───── SUPPLIED MATERIAL ─────
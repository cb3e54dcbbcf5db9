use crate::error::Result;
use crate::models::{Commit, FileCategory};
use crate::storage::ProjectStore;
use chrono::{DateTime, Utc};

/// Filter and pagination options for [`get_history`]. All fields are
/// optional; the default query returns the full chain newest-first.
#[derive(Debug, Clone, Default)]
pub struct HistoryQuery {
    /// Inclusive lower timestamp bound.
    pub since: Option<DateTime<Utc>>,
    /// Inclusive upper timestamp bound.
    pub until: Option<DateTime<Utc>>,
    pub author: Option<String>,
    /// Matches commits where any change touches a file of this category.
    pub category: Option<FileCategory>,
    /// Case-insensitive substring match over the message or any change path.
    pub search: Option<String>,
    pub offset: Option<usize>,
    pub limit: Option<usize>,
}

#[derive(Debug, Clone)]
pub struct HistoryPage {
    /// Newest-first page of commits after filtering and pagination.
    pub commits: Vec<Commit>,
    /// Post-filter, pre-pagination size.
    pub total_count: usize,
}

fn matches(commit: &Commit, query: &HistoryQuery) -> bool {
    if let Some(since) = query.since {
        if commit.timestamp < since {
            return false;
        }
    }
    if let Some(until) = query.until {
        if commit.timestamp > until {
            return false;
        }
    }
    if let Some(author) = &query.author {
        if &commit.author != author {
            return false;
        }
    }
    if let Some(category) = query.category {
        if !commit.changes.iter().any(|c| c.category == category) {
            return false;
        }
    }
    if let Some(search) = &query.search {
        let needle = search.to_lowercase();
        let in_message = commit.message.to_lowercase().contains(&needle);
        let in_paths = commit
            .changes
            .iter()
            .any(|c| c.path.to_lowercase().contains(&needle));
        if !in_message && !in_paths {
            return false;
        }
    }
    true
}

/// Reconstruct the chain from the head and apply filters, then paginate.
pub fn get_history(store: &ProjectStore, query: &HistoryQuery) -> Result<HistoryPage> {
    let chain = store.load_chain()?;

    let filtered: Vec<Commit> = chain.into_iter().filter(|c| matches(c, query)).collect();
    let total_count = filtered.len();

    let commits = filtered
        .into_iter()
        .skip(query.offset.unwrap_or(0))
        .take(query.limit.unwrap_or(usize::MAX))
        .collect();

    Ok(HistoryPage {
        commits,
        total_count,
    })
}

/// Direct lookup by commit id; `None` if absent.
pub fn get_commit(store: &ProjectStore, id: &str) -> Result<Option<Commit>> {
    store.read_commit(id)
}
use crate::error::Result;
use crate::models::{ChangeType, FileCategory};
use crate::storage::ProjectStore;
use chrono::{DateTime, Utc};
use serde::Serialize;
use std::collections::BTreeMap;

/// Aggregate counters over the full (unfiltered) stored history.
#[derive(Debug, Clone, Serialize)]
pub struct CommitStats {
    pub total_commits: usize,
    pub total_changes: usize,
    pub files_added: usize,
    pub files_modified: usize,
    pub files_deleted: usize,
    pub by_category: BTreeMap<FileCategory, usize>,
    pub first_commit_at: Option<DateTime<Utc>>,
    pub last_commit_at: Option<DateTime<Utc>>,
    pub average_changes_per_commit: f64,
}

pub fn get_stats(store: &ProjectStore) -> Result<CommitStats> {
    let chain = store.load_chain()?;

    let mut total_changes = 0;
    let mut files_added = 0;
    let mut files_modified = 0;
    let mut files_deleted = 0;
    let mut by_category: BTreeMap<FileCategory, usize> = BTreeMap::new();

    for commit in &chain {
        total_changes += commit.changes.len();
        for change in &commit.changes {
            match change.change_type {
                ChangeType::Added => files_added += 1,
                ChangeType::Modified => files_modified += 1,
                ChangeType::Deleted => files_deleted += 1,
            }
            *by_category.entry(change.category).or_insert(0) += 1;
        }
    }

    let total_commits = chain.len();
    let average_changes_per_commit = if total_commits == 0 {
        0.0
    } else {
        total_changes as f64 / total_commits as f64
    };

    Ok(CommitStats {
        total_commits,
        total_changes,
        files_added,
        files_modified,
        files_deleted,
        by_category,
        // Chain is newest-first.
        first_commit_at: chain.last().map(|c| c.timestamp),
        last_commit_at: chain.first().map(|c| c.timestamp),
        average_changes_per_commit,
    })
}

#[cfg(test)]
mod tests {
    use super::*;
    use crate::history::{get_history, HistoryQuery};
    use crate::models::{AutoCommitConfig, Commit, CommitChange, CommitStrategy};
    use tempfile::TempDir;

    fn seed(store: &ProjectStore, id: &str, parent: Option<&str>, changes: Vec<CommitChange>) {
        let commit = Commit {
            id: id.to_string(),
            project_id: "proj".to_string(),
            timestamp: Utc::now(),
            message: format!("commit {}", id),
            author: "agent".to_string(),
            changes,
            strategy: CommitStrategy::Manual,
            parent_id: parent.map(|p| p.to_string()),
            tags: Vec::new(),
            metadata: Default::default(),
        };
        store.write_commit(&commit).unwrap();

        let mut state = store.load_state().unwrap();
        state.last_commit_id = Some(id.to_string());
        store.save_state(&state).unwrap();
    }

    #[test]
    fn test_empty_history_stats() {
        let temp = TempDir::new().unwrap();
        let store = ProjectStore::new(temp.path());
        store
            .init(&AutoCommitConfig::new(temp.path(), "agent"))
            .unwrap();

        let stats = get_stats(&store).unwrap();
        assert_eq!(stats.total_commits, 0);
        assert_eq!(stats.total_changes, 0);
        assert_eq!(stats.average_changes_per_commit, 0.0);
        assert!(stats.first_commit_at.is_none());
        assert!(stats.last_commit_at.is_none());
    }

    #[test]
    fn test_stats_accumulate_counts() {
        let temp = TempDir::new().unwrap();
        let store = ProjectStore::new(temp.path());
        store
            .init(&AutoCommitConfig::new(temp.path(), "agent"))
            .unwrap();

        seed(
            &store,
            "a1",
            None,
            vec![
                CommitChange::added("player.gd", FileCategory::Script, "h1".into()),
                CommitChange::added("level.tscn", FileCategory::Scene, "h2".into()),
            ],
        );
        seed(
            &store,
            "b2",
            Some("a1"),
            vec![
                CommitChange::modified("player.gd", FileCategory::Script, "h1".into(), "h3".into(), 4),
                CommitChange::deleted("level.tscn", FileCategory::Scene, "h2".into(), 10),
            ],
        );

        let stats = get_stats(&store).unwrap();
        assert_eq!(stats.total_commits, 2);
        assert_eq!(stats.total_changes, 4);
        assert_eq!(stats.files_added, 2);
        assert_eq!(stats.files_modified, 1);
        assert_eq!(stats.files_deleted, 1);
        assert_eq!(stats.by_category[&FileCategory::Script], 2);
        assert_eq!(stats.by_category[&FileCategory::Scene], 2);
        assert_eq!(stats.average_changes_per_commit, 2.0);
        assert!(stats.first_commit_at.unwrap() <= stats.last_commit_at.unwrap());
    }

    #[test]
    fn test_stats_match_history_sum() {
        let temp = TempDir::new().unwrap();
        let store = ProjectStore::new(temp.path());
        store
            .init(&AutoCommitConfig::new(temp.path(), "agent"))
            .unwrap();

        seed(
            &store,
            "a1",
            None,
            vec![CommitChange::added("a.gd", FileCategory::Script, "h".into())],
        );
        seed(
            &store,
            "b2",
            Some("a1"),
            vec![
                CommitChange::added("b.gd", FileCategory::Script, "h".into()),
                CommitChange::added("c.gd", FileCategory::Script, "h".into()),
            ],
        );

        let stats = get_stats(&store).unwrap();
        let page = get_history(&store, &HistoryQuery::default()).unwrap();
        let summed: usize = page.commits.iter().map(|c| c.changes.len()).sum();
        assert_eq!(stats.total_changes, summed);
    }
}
─────
* ASSIGNMENT:
Repeat the material word for word, with no line missing.

* RESULT:
repository cb3e54dcbbcf5db9
use crate::error::Result;
use crate::models::{Commit, FileCategory};
use crate::storage::ProjectStore;
use chrono::{DateTime, Utc};

/// Filter and pagination options for [`get_history`]. All fields are
/// optional; the default query returns the full chain newest-first.
#[derive(Debug, Clone, Default)]
pub struct HistoryQuery {
    /// Inclusive lower timestamp bound.
    pub since: Option<DateTime<Utc>>,
    /// Inclusive upper timestamp bound.
    pub until: Option<DateTime<Utc>>,
    pub author: Option<String>,
    /// Matches commits where any change touches a file of this category.
    pub category: Option<FileCategory>,
    /// Case-insensitive substring match over the message or any change path.
    pub search: Option<String>,
    pub offset: Option<usize>,
    pub limit: Option<usize>,
}

#[derive(Debug, Clone)]
pub struct HistoryPage {
    /// Newest-first page of commits after filtering and pagination.
    pub commits: Vec<Commit>,
    /// Post-filter, pre-pagination size.
    pub total_count: usize,
}

fn matches(commit: &Commit, query: &HistoryQuery) -> bool {
    if let Some(since) = query.since {
        if commit.timestamp < since {
            return false;
        }
    }
    if let Some(until) = query.until {
        if commit.timestamp > until {
            return false;
        }
    }
    if let Some(author) = &query.author {
        if &commit.author != author {
            return false;
        }
    }
    if let Some(category) = query.category {
        if !commit.changes.iter().any(|c| c.category == category) {
            return false;
        }
    }
    if let Some(search) = &query.search {
        let needle = search.to_lowercase();
        let in_message = commit.message.to_lowercase().contains(&needle);
        let in_paths = commit
            .changes
            .iter()
            .any(|c| c.path.to_lowercase().contains(&needle));
        if !in_message && !in_paths {
            return false;
        }
    }
    true
}

/// Reconstruct the chain from the head and apply filters, then paginate.
pub fn get_history(store: &ProjectStore, query: &HistoryQuery) -> Result<HistoryPage> {
    let chain = store.load_chain()?;

    let filtered: Vec<Commit> = chain.into_iter().filter(|c| matches(c, query)).collect();
    let total_count = filtered.len();

    let commits = filtered
        .into_iter()
        .skip(query.offset.unwrap_or(0))
        .take(query.limit.unwrap_or(usize::MAX))
        .collect();

    Ok(HistoryPage {
        commits,
        total_count,
    })
}

/// Direct lookup by commit id; `None` if absent.
pub fn get_commit(store: &ProjectStore, id: &str) -> Result<Option<Commit>> {
    store.read_commit(id)
}
use crate::error::Result;
use crate::models::{ChangeType, FileCategory};
use crate::storage::ProjectStore;
use chrono::{DateTime, Utc};
use serde::Serialize;
use std::collections::BTreeMap;

/// Aggregate counters over the full (unfiltered) stored history.
#[derive(Debug, Clone, Serialize)]
pub struct CommitStats {
    pub total_commits: usize,
    pub total_changes: usize,
    pub files_added: usize,
    pub files_modified: usize,
    pub files_deleted: usize,
    pub by_category: BTreeMap<FileCategory, usize>,
    pub first_commit_at: Option<DateTime<Utc>>,
    pub last_commit_at: Option<DateTime<Utc>>,
    pub average_changes_per_commit: f64,
}

pub fn get_stats(store: &ProjectStore) -> Result<CommitStats> {
    let chain = store.load_chain()?;

    let mut total_changes = 0;
    let mut files_added = 0;
    let mut files_modified = 0;
    let mut files_deleted = 0;
    let mut by_category: BTreeMap<FileCategory, usize> = BTreeMap::new();

    for commit in &chain {
        total_changes += commit.changes.len();
        for change in &commit.changes {
            match change.change_type {
                ChangeType::Added => files_added += 1,
                ChangeType::Modified => files_modified += 1,
                ChangeType::Deleted => files_deleted += 1,
            }
            *by_category.entry(change.category).or_insert(0) += 1;
        }
    }

    let total_commits = chain.len();
    let average_changes_per_commit = if total_commits == 0 {
        0.0
    } else {
        total_changes as f64 / total_commits as f64
    };

    Ok(CommitStats {
        total_commits,
        total_changes,
        files_added,
        files_modified,
        files_deleted,
        by_category,
        // Chain is newest-first.
        first_commit_at: chain.last().map(|c| c.timestamp),
        last_commit_at: chain.first().map(|c| c.timestamp),
        average_changes_per_commit,
    })
}

#[cfg(test)]
mod tests {
    use super::*;
    use crate::history::{get_history, HistoryQuery};
    use crate::models::{AutoCommitConfig, Commit, CommitChange, CommitStrategy};
    use tempfile::TempDir;

    fn seed(store: &ProjectStore, id: &str, parent: Option<&str>, changes: Vec<CommitChange>) {
        let commit = Commit {
            id: id.to_string(),
            project_id: "proj".to_string(),
            timestamp: Utc::now(),
            message: format!("commit {}", id),
            author: "agent".to_string(),
            changes,
            strategy: CommitStrategy::Manual,
            parent_id: parent.map(|p| p.to_string()),
            tags: Vec::new(),
            metadata: Default::default(),
        };
        store.write_commit(&commit).unwrap();

        let mut state = store.load_state().unwrap();
        state.last_commit_id = Some(id.to_string());
        store.save_state(&state).unwrap();
    }

    #[test]
    fn test_empty_history_stats() {
        let temp = TempDir::new().unwrap();
        let store = ProjectStore::new(temp.path());
        store
            .init(&AutoCommitConfig::new(temp.path(), "agent"))
            .unwrap();

        let stats = get_stats(&store).unwrap();
        assert_eq!(stats.total_commits, 0);
        assert_eq!(stats.total_changes, 0);
        assert_eq!(stats.average_changes_per_commit, 0.0);
        assert!(stats.first_commit_at.is_none());
        assert!(stats.last_commit_at.is_none());
    }

    #[test]
    fn test_stats_accumulate_counts() {
        let temp = TempDir::new().unwrap();
        let store = ProjectStore::new(temp.path());
        store
            .init(&AutoCommitConfig::new(temp.path(), "agent"))
            .unwrap();

        seed(
            &store,
            "a1",
            None,
            vec![
                CommitChange::added("player.gd", FileCategory::Script, "h1".into()),
                CommitChange::added("level.tscn", FileCategory::Scene, "h2".into()),
            ],
        );
        seed(
            &store,
            "b2",
            Some("a1"),
            vec![
                CommitChange::modified("player.gd", FileCategory::Script, "h1".into(), "h3".into(), 4),
                CommitChange::deleted("level.tscn", FileCategory::Scene, "h2".into(), 10),
            ],
        );

        let stats = get_stats(&store).unwrap();
        assert_eq!(stats.total_commits, 2);
        assert_eq!(stats.total_changes, 4);
        assert_eq!(stats.files_added, 2);
        assert_eq!(stats.files_modified, 1);
        assert_eq!(stats.files_deleted, 1);
        assert_eq!(stats.by_category[&FileCategory::Script], 2);
        assert_eq!(stats.by_category[&FileCategory::Scene], 2);
        assert_eq!(stats.average_changes_per_commit, 2.0);
        assert!(stats.first_commit_at.unwrap() <= stats.last_commit_at.unwrap());
    }

    #[test]
    fn test_stats_match_history_sum() {
        let temp = TempDir::new().unwrap();
        let store = ProjectStore::new(temp.path());
        store
            .init(&AutoCommitConfig::new(temp.path(), "agent"))
            .unwrap();

        seed(
            &store,
            "a1",
            None,
            vec![CommitChange::added("a.gd", FileCategory::Script, "h".into())],
        );
        seed(
            &store,
            "b2",
            Some("a1"),
            vec![
                CommitChange::added("b.gd", FileCategory::Script, "h".into()),
                CommitChange::added("c.gd", FileCategory::Script, "h".into()),
            ],
        );

        let stats = get_stats(&store).unwrap();
        let page = get_history(&store, &HistoryQuery::default()).unwrap();
        let summed: usize = page.commits.iter().map(|c| c.changes.len()).sum();
        assert_eq!(stats.total_changes, summed);
    }
}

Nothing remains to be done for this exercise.